To clean out the special characters from the sentence, I tried using regular expression like below.

let pattern = sentence.replace(/[^\w ]/g, '');
console.log(pattern);

What I don't understand is that when I remove the space after \w, the result text has no spaces at all.

IamateacherandIloveteachingThereisnothingasmorerewardingaseducatingandempoweringpeopleIfoundteachingmoreinterestingthananyotherjobsDoesthismotivateyoutobeateacherThis30DaysOfJavaScriptisalsotheresultofloveofteaching

I have no idea why the spaces are all removed... I though with a space after \w, the space in the text would also be replaced, but it didn't. It is a common syntax to add a space after a regular expression? I want to know why there should be a space after \w.

CodePudding user response:

You are using a negated or complemented character class. It means replace all characters that are not (^ means not in this context) word characters or spaces with the empty string.
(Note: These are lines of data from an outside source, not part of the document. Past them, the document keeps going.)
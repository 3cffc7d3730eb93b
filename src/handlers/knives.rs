use actix_web::{web, HttpResponse};
use bigdecimal::BigDecimal;
use chrono::{DateTime, Utc};
use serde::{Deserialize, Serialize};
use utoipa::{IntoParams, ToSchema};
use uuid::Uuid;
use validator::Validate;

use crate::domain::knife::{Knife, KnifeDraft, KnifeFilter, SortDirection};
use crate::domain::pagination::{PageRequest, DEFAULT_PAGE_SIZE};
use crate::errors::AppError;

use super::auth::AdminUser;
use super::{non_negative_amount, parse_decimal, positive_amount, run_blocking, AppState, PageResponse};

// ── DTOs ─────────────────────────────────────────────────────────────────────

#[derive(Debug, Serialize, ToSchema)]
#[serde(rename_all = "camelCase")]
pub struct KnifeResponse {
    pub id: Uuid,
    pub name: String,
    pub category_id: i32,
    pub category_name: Option<String>,
    pub description: String,
    #[schema(value_type = String, example = "1499.90")]
    pub price: BigDecimal,
    #[schema(value_type = String, example = "1299.90")]
    pub discount_price: BigDecimal,
    pub percentage_discount: bool,
    pub stock_quantity: i32,
    pub tags: Vec<String>,
    pub image_url: Option<String>,
    pub knife_type: String,
    pub blade_length: f64,
    pub color: Option<String>,
    pub blade_material: String,
    pub handle_material: String,
    pub knife_sizes: Vec<String>,
    pub created_at: DateTime<Utc>,
    pub updated_at: DateTime<Utc>,
}

impl From<Knife> for KnifeResponse {
    fn from(k: Knife) -> Self {
        KnifeResponse {
            id: k.id,
            name: k.name,
            category_id: k.category_id,
            category_name: k.category_name,
            description: k.description,
            price: k.price,
            discount_price: k.discount_price,
            percentage_discount: k.percentage_discount,
            stock_quantity: k.stock_quantity,
            tags: k.tags,
            image_url: k.image_url,
            knife_type: k.knife_type,
            blade_length: k.blade_length,
            color: k.color,
            blade_material: k.blade_material,
            handle_material: k.handle_material,
            knife_sizes: k.knife_sizes,
            created_at: k.created_at,
            updated_at: k.updated_at,
        }
    }
}

/// Body for both create and full update. `imageBase64` is optional on update.
#[derive(Debug, Deserialize, Validate, ToSchema)]
#[serde(rename_all = "camelCase")]
pub struct KnifeRequest {
    #[validate(length(min = 2, max = 100, message = "Product name must be between 2 and 100 characters"))]
    pub name: String,
    #[validate(range(min = 1, message = "Category ID must be positive"))]
    pub category_id: i32,
    #[serde(default)]
    #[validate(length(max = 1000, message = "Description must not exceed 1000 characters"))]
    pub description: String,
    #[schema(value_type = String, example = "1499.90")]
    #[validate(custom(function = "positive_amount"))]
    pub price: BigDecimal,
    #[serde(default)]
    #[schema(value_type = String, example = "0")]
    #[validate(custom(function = "non_negative_amount"))]
    pub discount_price: BigDecimal,
    #[serde(default)]
    pub percentage_discount: bool,
    #[serde(default)]
    #[validate(range(min = 0, message = "Stock quantity cannot be negative"))]
    pub stock_quantity: i32,
    #[serde(default)]
    pub tags: Vec<String>,
    #[validate(length(min = 1, message = "Knife type is required"))]
    pub knife_type: String,
    #[validate(range(exclusive_min = 0.0, message = "Blade length must be positive"))]
    pub blade_length: f64,
    pub color: Option<String>,
    #[validate(length(min = 1, message = "Blade material is required"))]
    pub blade_material: String,
    #[validate(length(min = 1, message = "Handle material is required"))]
    pub handle_material: String,
    #[validate(length(min = 1, message = "At least one knife size is required"))]
    pub knife_sizes: Vec<String>,
    /// Raw base64 or a `data:image/...;base64,` URI.
    pub image_base64: Option<String>,
}

impl KnifeRequest {
    /// Trims the text fields so length rules apply to what gets stored.
    fn trimmed(mut self) -> Self {
        for field in [
            &mut self.name,
            &mut self.knife_type,
            &mut self.blade_material,
            &mut self.handle_material,
        ] {
            *field = field.trim().to_string();
        }
        self
    }

    fn into_parts(self) -> (KnifeDraft, Option<String>) {
        let image = self.image_base64.filter(|s| !s.trim().is_empty());
        let draft = KnifeDraft {
            name: self.name,
            category_id: self.category_id,
            category_name: None,
            description: self.description,
            price: self.price,
            discount_price: self.discount_price,
            percentage_discount: self.percentage_discount,
            stock_quantity: self.stock_quantity,
            tags: self.tags,
            image_url: None,
            knife_type: self.knife_type,
            blade_length: self.blade_length,
            color: self.color,
            blade_material: self.blade_material,
            handle_material: self.handle_material,
            knife_sizes: self.knife_sizes,
        };
        (draft, image)
    }
}

#[derive(Debug, Deserialize, IntoParams)]
#[serde(rename_all = "camelCase")]
#[into_params(parameter_in = Query)]
pub struct KnifeQuery {
    /// Case-insensitive part of the name.
    pub search_term: Option<String>,
    pub category_id: Option<i32>,
    pub min_price: Option<String>,
    pub max_price: Option<String>,
    pub knife_type: Option<String>,
    pub blade_material: Option<String>,
    /// `asc` (default) or `desc`, by price.
    pub sort_direction: Option<String>,
    /// 1-based, default 1.
    pub page: Option<i64>,
    /// Default 20, at most 100.
    pub size: Option<i64>,
}

impl KnifeQuery {
    fn into_filter(self) -> Result<(KnifeFilter, PageRequest), AppError> {
        let filter = KnifeFilter {
            min_price: parse_decimal("minPrice", self.min_price.as_deref())?,
            max_price: parse_decimal("maxPrice", self.max_price.as_deref())?,
            sort: SortDirection::parse_price_sort(self.sort_direction.as_deref()),
            search_term: self.search_term,
            category_id: self.category_id,
            knife_type: self.knife_type,
            blade_material: self.blade_material,
        };
        let page = PageRequest::new(
            self.page.unwrap_or(1),
            self.size.unwrap_or(DEFAULT_PAGE_SIZE),
        );
        Ok((filter, page))
    }
}

#[derive(Debug, Deserialize, IntoParams)]
#[serde(rename_all = "camelCase")]
#[into_params(parameter_in = Query)]
pub struct CountQuery {
    pub category_id: i32,
}

async fn upload_image(state: &AppState, image: Option<String>) -> Result<Option<String>, AppError> {
    match image {
        Some(image) => Ok(Some(state.images.upload(&image).await?)),
        None => Ok(None),
    }
}

// ── Handlers ─────────────────────────────────────────────────────────────────

/// GET /api/knives
#[utoipa::path(
    get,
    path = "/api/knives",
    params(KnifeQuery),
    responses(
        (status = 200, description = "One page of knives", body = PageResponse<KnifeResponse>),
        (status = 400, description = "Malformed price filter"),
    ),
    tag = "knives"
)]
pub async fn search_knives(
    state: web::Data<AppState>,
    query: web::Query<KnifeQuery>,
) -> Result<HttpResponse, AppError> {
    let (filter, page) = query.into_inner().into_filter()?;
    let knives = state.knives.clone();
    let result = run_blocking(move || knives.search(&filter, page)).await?;
    Ok(HttpResponse::Ok().json(PageResponse::from_page(result, KnifeResponse::from)))
}

/// GET /api/knives/{id}
#[utoipa::path(
    get,
    path = "/api/knives/{id}",
    params(("id" = Uuid, Path, description = "Knife UUID")),
    responses(
        (status = 200, description = "Knife found", body = KnifeResponse),
        (status = 404, description = "Knife not found"),
    ),
    tag = "knives"
)]
pub async fn get_knife(
    state: web::Data<AppState>,
    path: web::Path<Uuid>,
) -> Result<HttpResponse, AppError> {
    let id = path.into_inner();
    let knives = state.knives.clone();
    let knife = run_blocking(move || knives.get(id)).await?;
    Ok(HttpResponse::Ok().json(KnifeResponse::from(knife)))
}

/// GET /api/knives/name/{name}
#[utoipa::path(
    get,
    path = "/api/knives/name/{name}",
    params(("name" = String, Path, description = "Exact knife name")),
    responses(
        (status = 200, description = "Knife found", body = KnifeResponse),
        (status = 404, description = "Knife not found"),
    ),
    tag = "knives"
)]
pub async fn get_knife_by_name(
    state: web::Data<AppState>,
    path: web::Path<String>,
) -> Result<HttpResponse, AppError> {
    let name = path.into_inner();
    let knives = state.knives.clone();
    let knife = run_blocking(move || knives.get_by_name(&name)).await?;
    Ok(HttpResponse::Ok().json(KnifeResponse::from(knife)))
}

/// GET /api/knives/types
#[utoipa::path(
    get,
    path = "/api/knives/types",
    responses((status = 200, description = "Distinct knife types", body = Vec<String>)),
    tag = "knives"
)]
pub async fn knife_types(state: web::Data<AppState>) -> Result<HttpResponse, AppError> {
    let knives = state.knives.clone();
    let types = run_blocking(move || knives.knife_types()).await?;
    Ok(HttpResponse::Ok().json(types))
}

/// GET /api/knives/count?categoryId=
#[utoipa::path(
    get,
    path = "/api/knives/count",
    params(CountQuery),
    responses((status = 200, description = "Knives in the category", body = i64)),
    tag = "knives"
)]
pub async fn count_knives(
    state: web::Data<AppState>,
    query: web::Query<CountQuery>,
) -> Result<HttpResponse, AppError> {
    let category_id = query.into_inner().category_id;
    let knives = state.knives.clone();
    let count = run_blocking(move || knives.count_by_category(category_id)).await?;
    Ok(HttpResponse::Ok().json(count))
}

/// POST /api/knives
///
/// The image, when given, is uploaded once the knife has passed every check
/// and before it is stored.
#[utoipa::path(
    post,
    path = "/api/knives",
    request_body = KnifeRequest,
    responses(
        (status = 201, description = "Knife created", body = KnifeResponse),
        (status = 400, description = "Invalid knife or image"),
        (status = 401, description = "Missing or invalid token"),
        (status = 403, description = "Not an admin"),
        (status = 409, description = "Name already in use"),
    ),
    security(("bearer_auth" = [])),
    tag = "knives"
)]
pub async fn create_knife(
    _admin: AdminUser,
    state: web::Data<AppState>,
    body: web::Json<KnifeRequest>,
) -> Result<HttpResponse, AppError> {
    let body = body.into_inner().trimmed();
    body.validate()?;
    let (draft, image) = body.into_parts();
    let knives = state.knives.clone();
    let draft = run_blocking(move || knives.prepare(None, draft)).await?;
    let image_url = upload_image(&state, image).await?;

    let knives = state.knives.clone();
    let knife = run_blocking(move || knives.add(draft, image_url)).await?;
    Ok(HttpResponse::Created().json(KnifeResponse::from(knife)))
}

/// PUT /api/knives/{id}
#[utoipa::path(
    put,
    path = "/api/knives/{id}",
    params(("id" = Uuid, Path, description = "Knife UUID")),
    request_body = KnifeRequest,
    responses(
        (status = 200, description = "Knife updated", body = KnifeResponse),
        (status = 400, description = "Invalid knife or image"),
        (status = 404, description = "Knife not found"),
    ),
    security(("bearer_auth" = [])),
    tag = "knives"
)]
pub async fn update_knife(
    _admin: AdminUser,
    state: web::Data<AppState>,
    path: web::Path<Uuid>,
    body: web::Json<KnifeRequest>,
) -> Result<HttpResponse, AppError> {
    let id = path.into_inner();
    let body = body.into_inner().trimmed();
    body.validate()?;
    let (draft, image) = body.into_parts();
    let knives = state.knives.clone();
    let draft = run_blocking(move || knives.prepare(Some(id), draft)).await?;
    let image_url = upload_image(&state, image).await?;

    let knives = state.knives.clone();
    let knife = run_blocking(move || knives.update(id, draft, image_url)).await?;
    Ok(HttpResponse::Ok().json(KnifeResponse::from(knife)))
}

/// DELETE /api/knives/{id}
#[utoipa::path(
    delete,
    path = "/api/knives/{id}",
    params(("id" = Uuid, Path, description = "Knife UUID")),
    responses(
        (status = 204, description = "Knife deleted"),
        (status = 404, description = "Knife not found"),
    ),
    security(("bearer_auth" = [])),
    tag = "knives"
)]
pub async fn delete_knife(
    _admin: AdminUser,
    state: web::Data<AppState>,
    path: web::Path<Uuid>,
) -> Result<HttpResponse, AppError> {
    let id = path.into_inner();
    let knives = state.knives.clone();
    run_blocking(move || knives.delete(id)).await?;
    Ok(HttpResponse::NoContent().finish())
}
Here is an explanation of groups and ranges for regular expressions. https://developer.mozilla.org/en-US/docs/Web/JavaScript/Guide/Regular_Expressions/Groups_and_Ranges

CodePudding user response:

In regex, [^...] means none in the square brackets, so [^\w ] with space means no \w and no space, in your case it will only match these special characters. If you delete the space then [^\w] means no \w which will match % @ and spaces. That's common for all regex implementations.

Have a look at https://developer.mozilla.org/en-US/docs/Web/JavaScript/Guide/Regular_Expressions/Cheatsheet and find the [^xyz] part.

CodePudding user response:

/w matches a word character, equivalent to: [a-zA-Z0-9_]

The ^ means not. So you will remove everything except the character classes listed in your [].

  1. [^/w ] Find everything that is neither a word character, nor a space and remove it.
  2. [^/w] Find everything that is not a word character and remove it.

In option 1, word characters and spaces will remain. In option 2, only word characters will remain.

CodePudding user response:

In regex, [\w] matches any word character (equivalent to [a-zA-Z0-9_])

[^\w] matches every characters excluding [a-zA-Z0-9_] that means all special characters( excluding _ ) and space is to be replaced by empty string.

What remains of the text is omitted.